Club Atlético Estudiantes, usually called Estudiantes de Olavarría, is an Argentine sports club based in Olavarría, Buenos Aires Province. Club's nickname is Albinegro.

Estudiantes gained notoriety in late 1990s when the basketball team won two Liga Nacional de Básquet titles, in 1999–00 and 2000–01, coached by Sergio Hernández. The club also won the Liga Sudamericana in 2001. The team currently plays in the Liga Nacional B, the third level of the Argentine league system. Its home arena is Parque Carlos Guerrero.

Apart from basketball, the club hosts a large variety of sports, such as artistic roller skating, association football, field hockey, golf, rowing, rugby union, softball, tennis and volleyball.

==History==
In 1911, a group of students of one school of Olavarría joined to form a football team, encouraged by their physical education teacher, Alejandro Bertolozzi.
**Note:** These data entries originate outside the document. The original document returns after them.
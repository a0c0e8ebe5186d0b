// HTTP status client - Fetches the benchmark's cumulative report
use crate::application::telemetry_source::TelemetrySource;
use crate::domain::error::DashboardError;
use crate::domain::report::Report;
use anyhow::{Context, Result};
use async_trait::async_trait;
use std::time::Duration;

pub const STATUS_PATH: &str = "/api/status";

#[derive(Debug, Clone)]
pub struct HttpStatusClient {
    status_url: String,
    client: reqwest::Client,
}

impl HttpStatusClient {
    /// `base_url` is where the benchmark's HTTP server listens; `timeout`
    /// bounds a single status request.
    pub fn new(base_url: &str, timeout: Duration) -> Result<Self> {
        let client = reqwest::Client::builder()
            .timeout(timeout)
            .build()
            .context("Failed to build HTTP client")?;

        Ok(Self {
            status_url: Self::build_status_url(base_url),
            client,
        })
    }

    fn build_status_url(base_url: &str) -> String {
        format!("{}{}", base_url.trim_end_matches('/'), STATUS_PATH)
    }

    pub fn status_url(&self) -> &str {
        &self.status_url
    }
}

fn transport(error: reqwest::Error) -> DashboardError {
    DashboardError::Transport {
        status_code: error.status().map(|s| s.as_u16()),
        status_text: error.to_string(),
    }
}

#[async_trait]
impl TelemetrySource for HttpStatusClient {
    async fn fetch_report(&self) -> Result<Report, DashboardError> {
        let response = self
            .client
            .get(&self.status_url)
            .header("Accept", "application/json")
            .send()
            .await
            .map_err(transport)?;

        let status = response.status();
        if !status.is_success() {
            return Err(DashboardError::Transport {
                status_code: Some(status.as_u16()),
                status_text: status.canonical_reason().unwrap_or_default().to_string(),
            });
        }

        let body = response.text().await.map_err(transport)?;
        tracing::trace!("Got {} bytes from {}", body.len(), self.status_url);

        serde_json::from_str::<Report>(&body).map_err(|e| DashboardError::Decode {
            detail: e.to_string(),
        })
    }
}

#[cfg(test)]
mod tests {
    use super::*;
    use axum::{http::StatusCode, routing::get, Router};

    const STATUS_JSON: &str = r#"{
        "CurrentTime": 3.5,
        "Note": "",
        "Workloads": ["read"],
        "DataSnapshots": [{
            "Time": 1.0,
            "AllWorkloadData": {
                "Rate": 10, "DesiredRate": 10, "Mean": 100, "Max": 200,
                "Percentile25": 50, "Percentile50": 90, "Percentile75": 120,
                "Percentile90": 150, "Percentile99": 190
            },
            "PerWorkloadData": {}
        }]
    }"#;

    /// Serves `router` on an ephemeral port and returns its base URL.
    async fn spawn_server(router: Router) -> String {
        let listener = tokio::net::TcpListener::bind("127.0.0.1:0").await.unwrap();
        let addr = listener.local_addr().unwrap();
        tokio::spawn(async move {
            axum::serve(listener, router).await.unwrap();
        });
        format!("http://{}/", addr)
    }

    fn client(base_url: &str) -> HttpStatusClient {
        HttpStatusClient::new(base_url, Duration::from_secs(5)).unwrap()
    }

    #[test]
    fn test_build_status_url() {
        assert_eq!(
            HttpStatusClient::build_status_url("http://localhost:8005/"),
            "http://localhost:8005/api/status"
        );
        assert_eq!(
            HttpStatusClient::build_status_url("http://bench:9000"),
            "http://bench:9000/api/status"
        );
    }

    #[tokio::test]
    async fn test_fetch_report() {
        let base = spawn_server(Router::new().route(STATUS_PATH, get(|| async { STATUS_JSON }))).await;

        let report = client(&base).fetch_report().await.unwrap();
        assert_eq!(report.current_time, 3.5);
        assert_eq!(report.workload_names, vec!["read"]);
        assert_eq!(report.snapshots[0].overall.percentile99, 190.0);
    }

    #[tokio::test]
    async fn test_non_success_status_is_transport_error() {
        let base = spawn_server(Router::new().route(
            STATUS_PATH,
            get(|| async { (StatusCode::SERVICE_UNAVAILABLE, "busy") }),
        ))
        .await;

        let err = client(&base).fetch_report().await.unwrap_err();
        assert_eq!(
            err,
            DashboardError::Transport {
                status_code: Some(503),
                status_text: "Service Unavailable".to_string(),
            }
        );
    }

    #[tokio::test]
    async fn test_malformed_payload_is_decode_error() {
        let base = spawn_server(Router::new().route(
            STATUS_PATH,
            get(|| async { r#"{"Workloads": ["read"], "CurrentTime": 1}"# }),
        ))
        .await;

        let err = client(&base).fetch_report().await.unwrap_err();
        match err {
            DashboardError::Decode { detail } => assert!(detail.contains("DataSnapshots")),
            other => panic!("expected decode error, got {:?}", other),
        }
    }

    #[tokio::test]
    async fn test_unreachable_endpoint_is_transport_error() {
        // Bind then drop to get a port nothing listens on
        let listener = tokio::net::TcpListener::bind("127.0.0.1:0").await.unwrap();
        let addr = listener.local_addr().unwrap();
        drop(listener);

        let err = client(&format!("http://{}", addr)).fetch_report().await.unwrap_err();
        assert!(matches!(
            err,
            DashboardError::Transport {
                status_code: None,
                ..
            }
        ));
    }
}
The squad, captained by Daniel Márquez, was named "Los Normales" (referring to the name of the school), using a black and white striped jersey.
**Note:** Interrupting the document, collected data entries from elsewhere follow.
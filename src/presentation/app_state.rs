// Application state for HTTP handlers
use crate::infrastructure::view_store::ViewStore;

#[derive(Clone)]
pub struct AppState {
    pub views: ViewStore,
}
Those football enthusiasts then decided to establish a club, meeting at one of the team players' house, on April 12, 1912. After a brief discussion, the recently formed club designed its first management commission, with José Rípoli as its first president. "Fútbol Club Estudiantes" was the name chosen for the institution.

When the club played its first official game on August 11, 1912, its name had changed to "Estudiantes Unidos" because of the addition of players from other schools. Estudiantes faced Tiro Federal, winning by 3–1. As years passed by, others sports were added to the club, such as gymnastics, boxing and wrestling (1914), tennis (1915) and bocce (1916).

In basketball, Estudiantes reached its peak in 2000–2001, when the team won two straight Liga Nacional de Básquet titles, after defeating Libertad by 4–1 at the 2001 finals. In 2000, they also won the Copa de Campeones and Panamericano de Clubes. In 2001, Estudiantes won all the tournaments they played in, including the Liga Sudamericana. The club also became one of the few bi-champions of Liga Nacional, along with Atenas de Córdoba and Ferro Carril Oeste.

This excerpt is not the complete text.